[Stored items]
++++++++++

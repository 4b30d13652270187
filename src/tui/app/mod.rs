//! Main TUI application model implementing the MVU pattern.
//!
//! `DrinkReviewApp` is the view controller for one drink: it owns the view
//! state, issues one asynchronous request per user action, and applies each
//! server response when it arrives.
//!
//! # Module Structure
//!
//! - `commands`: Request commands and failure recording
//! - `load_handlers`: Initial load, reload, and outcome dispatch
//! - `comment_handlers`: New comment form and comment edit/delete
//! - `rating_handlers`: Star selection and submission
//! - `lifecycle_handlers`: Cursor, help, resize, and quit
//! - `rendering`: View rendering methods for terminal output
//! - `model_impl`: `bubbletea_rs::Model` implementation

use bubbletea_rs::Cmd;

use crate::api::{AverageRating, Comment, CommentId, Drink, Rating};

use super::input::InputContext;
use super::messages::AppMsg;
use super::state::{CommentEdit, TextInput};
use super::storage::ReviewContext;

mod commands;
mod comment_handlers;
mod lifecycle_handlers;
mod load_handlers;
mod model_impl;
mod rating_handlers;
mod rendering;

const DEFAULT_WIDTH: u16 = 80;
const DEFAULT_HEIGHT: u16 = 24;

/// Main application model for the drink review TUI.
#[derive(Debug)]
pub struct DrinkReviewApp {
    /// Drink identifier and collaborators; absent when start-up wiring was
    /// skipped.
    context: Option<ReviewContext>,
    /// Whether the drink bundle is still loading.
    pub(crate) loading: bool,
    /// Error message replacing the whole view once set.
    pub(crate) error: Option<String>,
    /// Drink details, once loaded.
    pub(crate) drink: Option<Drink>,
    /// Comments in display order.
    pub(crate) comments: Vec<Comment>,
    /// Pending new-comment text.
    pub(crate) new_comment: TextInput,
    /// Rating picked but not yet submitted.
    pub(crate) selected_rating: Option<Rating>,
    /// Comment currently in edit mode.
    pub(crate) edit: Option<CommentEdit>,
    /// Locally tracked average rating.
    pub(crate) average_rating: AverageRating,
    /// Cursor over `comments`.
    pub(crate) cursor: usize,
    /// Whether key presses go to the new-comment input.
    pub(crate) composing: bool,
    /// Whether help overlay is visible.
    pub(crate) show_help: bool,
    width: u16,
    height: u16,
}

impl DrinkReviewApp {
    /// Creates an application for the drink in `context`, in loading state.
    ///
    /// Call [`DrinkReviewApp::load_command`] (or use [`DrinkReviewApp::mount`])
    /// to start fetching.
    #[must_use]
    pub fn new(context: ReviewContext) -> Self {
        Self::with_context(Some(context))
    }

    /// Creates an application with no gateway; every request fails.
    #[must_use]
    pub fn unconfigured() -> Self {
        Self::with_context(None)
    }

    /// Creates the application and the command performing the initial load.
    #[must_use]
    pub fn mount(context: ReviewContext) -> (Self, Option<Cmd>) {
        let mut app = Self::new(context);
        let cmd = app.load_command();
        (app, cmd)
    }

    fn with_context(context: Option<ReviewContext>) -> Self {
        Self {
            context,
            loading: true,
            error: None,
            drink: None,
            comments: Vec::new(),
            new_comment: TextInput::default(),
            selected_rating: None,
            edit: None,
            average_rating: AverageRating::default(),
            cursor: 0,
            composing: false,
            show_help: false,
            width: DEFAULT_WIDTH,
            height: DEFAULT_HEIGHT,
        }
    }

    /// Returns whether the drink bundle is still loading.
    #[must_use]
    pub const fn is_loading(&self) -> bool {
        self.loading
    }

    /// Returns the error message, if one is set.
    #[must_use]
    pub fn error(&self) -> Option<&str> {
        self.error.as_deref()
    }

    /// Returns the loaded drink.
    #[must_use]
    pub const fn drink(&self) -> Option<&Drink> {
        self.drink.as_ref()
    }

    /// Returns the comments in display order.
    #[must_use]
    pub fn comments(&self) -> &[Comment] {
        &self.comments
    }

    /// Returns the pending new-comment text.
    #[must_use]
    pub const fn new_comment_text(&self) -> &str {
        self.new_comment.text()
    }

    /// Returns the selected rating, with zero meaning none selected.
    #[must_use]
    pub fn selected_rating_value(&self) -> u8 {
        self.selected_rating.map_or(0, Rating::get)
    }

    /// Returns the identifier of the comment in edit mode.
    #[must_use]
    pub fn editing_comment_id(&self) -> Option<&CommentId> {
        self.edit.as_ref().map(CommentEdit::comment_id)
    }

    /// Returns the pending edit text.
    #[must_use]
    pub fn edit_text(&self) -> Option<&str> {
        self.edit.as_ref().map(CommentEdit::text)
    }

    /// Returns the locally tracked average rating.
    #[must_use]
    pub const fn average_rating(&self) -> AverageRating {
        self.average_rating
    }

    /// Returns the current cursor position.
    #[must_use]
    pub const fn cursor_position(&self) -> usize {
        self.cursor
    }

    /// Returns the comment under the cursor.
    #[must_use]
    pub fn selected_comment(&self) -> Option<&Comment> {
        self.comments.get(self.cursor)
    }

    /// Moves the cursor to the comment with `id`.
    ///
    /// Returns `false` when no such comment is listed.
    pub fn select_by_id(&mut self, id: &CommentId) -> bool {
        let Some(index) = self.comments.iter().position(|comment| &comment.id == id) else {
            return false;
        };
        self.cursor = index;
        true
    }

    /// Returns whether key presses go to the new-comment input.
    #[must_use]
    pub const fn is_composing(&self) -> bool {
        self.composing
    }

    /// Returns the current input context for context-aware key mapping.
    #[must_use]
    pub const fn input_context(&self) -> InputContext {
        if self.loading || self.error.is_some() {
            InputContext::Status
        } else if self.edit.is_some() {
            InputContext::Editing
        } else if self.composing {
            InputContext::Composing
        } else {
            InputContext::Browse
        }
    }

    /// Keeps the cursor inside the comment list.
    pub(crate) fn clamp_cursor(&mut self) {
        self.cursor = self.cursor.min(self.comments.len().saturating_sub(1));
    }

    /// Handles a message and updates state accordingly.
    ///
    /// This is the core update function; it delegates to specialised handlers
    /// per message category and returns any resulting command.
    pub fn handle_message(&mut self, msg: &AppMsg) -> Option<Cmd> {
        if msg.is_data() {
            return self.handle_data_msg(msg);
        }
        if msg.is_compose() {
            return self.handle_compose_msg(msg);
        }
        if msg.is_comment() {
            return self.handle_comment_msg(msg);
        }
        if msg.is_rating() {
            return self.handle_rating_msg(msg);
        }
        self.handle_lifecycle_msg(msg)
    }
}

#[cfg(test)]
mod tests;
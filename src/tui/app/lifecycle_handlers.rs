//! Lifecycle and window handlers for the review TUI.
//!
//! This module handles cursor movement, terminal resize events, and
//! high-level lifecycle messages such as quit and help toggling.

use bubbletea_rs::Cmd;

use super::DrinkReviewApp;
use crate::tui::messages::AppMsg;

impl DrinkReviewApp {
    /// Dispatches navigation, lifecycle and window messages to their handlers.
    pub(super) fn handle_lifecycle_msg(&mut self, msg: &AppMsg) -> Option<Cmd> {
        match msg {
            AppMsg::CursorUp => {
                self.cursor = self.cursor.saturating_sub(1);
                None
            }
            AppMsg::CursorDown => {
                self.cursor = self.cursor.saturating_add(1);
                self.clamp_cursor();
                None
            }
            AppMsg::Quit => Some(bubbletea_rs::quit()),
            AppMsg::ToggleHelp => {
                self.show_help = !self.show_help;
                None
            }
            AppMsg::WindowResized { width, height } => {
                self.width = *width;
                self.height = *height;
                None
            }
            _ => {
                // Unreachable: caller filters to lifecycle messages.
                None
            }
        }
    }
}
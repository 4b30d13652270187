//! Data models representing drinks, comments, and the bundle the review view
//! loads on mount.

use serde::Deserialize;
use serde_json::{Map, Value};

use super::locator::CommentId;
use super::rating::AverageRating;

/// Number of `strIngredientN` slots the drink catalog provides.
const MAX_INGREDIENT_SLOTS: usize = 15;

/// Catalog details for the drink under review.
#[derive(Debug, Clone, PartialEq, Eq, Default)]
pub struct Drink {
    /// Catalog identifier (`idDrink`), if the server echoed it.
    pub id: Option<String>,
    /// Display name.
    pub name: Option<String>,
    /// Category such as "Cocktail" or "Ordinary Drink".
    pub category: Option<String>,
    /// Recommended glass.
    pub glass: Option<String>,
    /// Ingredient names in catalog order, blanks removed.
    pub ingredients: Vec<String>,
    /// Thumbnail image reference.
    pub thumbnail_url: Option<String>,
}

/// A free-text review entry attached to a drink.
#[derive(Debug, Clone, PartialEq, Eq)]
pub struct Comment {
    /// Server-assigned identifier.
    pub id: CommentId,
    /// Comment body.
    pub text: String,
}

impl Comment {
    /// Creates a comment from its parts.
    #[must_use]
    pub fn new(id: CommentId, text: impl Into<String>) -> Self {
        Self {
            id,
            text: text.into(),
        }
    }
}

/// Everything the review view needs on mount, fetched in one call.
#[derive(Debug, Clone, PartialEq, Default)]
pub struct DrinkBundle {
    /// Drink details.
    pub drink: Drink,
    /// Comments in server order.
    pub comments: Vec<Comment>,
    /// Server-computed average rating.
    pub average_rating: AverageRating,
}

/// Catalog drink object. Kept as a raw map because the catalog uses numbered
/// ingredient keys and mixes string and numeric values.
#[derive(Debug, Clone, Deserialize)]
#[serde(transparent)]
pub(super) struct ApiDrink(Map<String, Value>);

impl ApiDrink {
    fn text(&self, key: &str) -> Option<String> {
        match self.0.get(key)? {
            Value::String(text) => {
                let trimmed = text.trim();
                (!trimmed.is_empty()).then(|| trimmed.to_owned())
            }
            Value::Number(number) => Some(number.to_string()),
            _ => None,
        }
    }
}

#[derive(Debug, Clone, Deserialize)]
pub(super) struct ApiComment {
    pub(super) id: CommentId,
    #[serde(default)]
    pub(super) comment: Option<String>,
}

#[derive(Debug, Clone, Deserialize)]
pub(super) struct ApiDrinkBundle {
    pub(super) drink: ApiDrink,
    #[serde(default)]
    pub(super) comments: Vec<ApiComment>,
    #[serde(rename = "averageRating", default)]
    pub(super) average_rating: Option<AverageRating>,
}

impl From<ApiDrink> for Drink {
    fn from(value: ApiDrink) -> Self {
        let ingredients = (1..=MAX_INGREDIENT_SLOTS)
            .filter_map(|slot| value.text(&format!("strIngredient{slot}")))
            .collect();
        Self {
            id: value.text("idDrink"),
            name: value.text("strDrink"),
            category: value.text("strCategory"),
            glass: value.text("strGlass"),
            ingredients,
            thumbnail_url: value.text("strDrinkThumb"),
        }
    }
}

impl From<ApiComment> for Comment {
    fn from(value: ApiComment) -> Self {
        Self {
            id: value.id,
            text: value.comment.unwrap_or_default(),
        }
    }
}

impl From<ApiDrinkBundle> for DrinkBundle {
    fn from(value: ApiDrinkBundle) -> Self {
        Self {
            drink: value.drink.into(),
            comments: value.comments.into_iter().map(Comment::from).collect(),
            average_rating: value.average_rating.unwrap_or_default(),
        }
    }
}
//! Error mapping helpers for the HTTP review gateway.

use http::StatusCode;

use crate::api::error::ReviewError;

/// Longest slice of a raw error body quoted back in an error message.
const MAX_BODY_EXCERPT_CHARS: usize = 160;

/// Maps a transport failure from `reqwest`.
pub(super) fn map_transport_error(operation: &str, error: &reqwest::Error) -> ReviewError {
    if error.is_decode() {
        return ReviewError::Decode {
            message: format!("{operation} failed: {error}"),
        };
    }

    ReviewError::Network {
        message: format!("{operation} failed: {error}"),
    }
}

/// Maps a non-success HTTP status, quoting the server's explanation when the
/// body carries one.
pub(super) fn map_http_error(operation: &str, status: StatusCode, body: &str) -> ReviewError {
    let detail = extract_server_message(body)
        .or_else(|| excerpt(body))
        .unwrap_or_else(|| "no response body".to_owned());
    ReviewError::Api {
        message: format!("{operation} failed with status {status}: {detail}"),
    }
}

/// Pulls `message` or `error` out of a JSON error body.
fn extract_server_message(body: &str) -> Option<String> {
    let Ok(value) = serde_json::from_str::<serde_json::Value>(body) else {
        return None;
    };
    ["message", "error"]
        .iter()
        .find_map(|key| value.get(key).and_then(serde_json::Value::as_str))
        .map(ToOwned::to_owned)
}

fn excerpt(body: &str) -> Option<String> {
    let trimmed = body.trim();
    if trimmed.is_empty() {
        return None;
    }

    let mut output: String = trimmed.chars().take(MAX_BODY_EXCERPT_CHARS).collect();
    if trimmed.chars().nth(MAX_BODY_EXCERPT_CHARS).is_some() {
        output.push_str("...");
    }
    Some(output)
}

++++++++++

* Task objective
Write out a verbatim copy of the data, beginning with its first line and ending with the line that contains "and outcome dispatch".

* Response to this task
repository 4b30d13652270187
filename src/tui/app/mod.rs
//! Main TUI application model implementing the MVU pattern.
//!
//! `DrinkReviewApp` is the view controller for one drink: it owns the view
//! state, issues one asynchronous request per user action, and applies each
//! server response when it arrives.
//!
//! # Module Structure
//!
//! - `commands`: Request commands and failure recording
//! - `load_handlers`: Initial load, reload, and outcome dispatch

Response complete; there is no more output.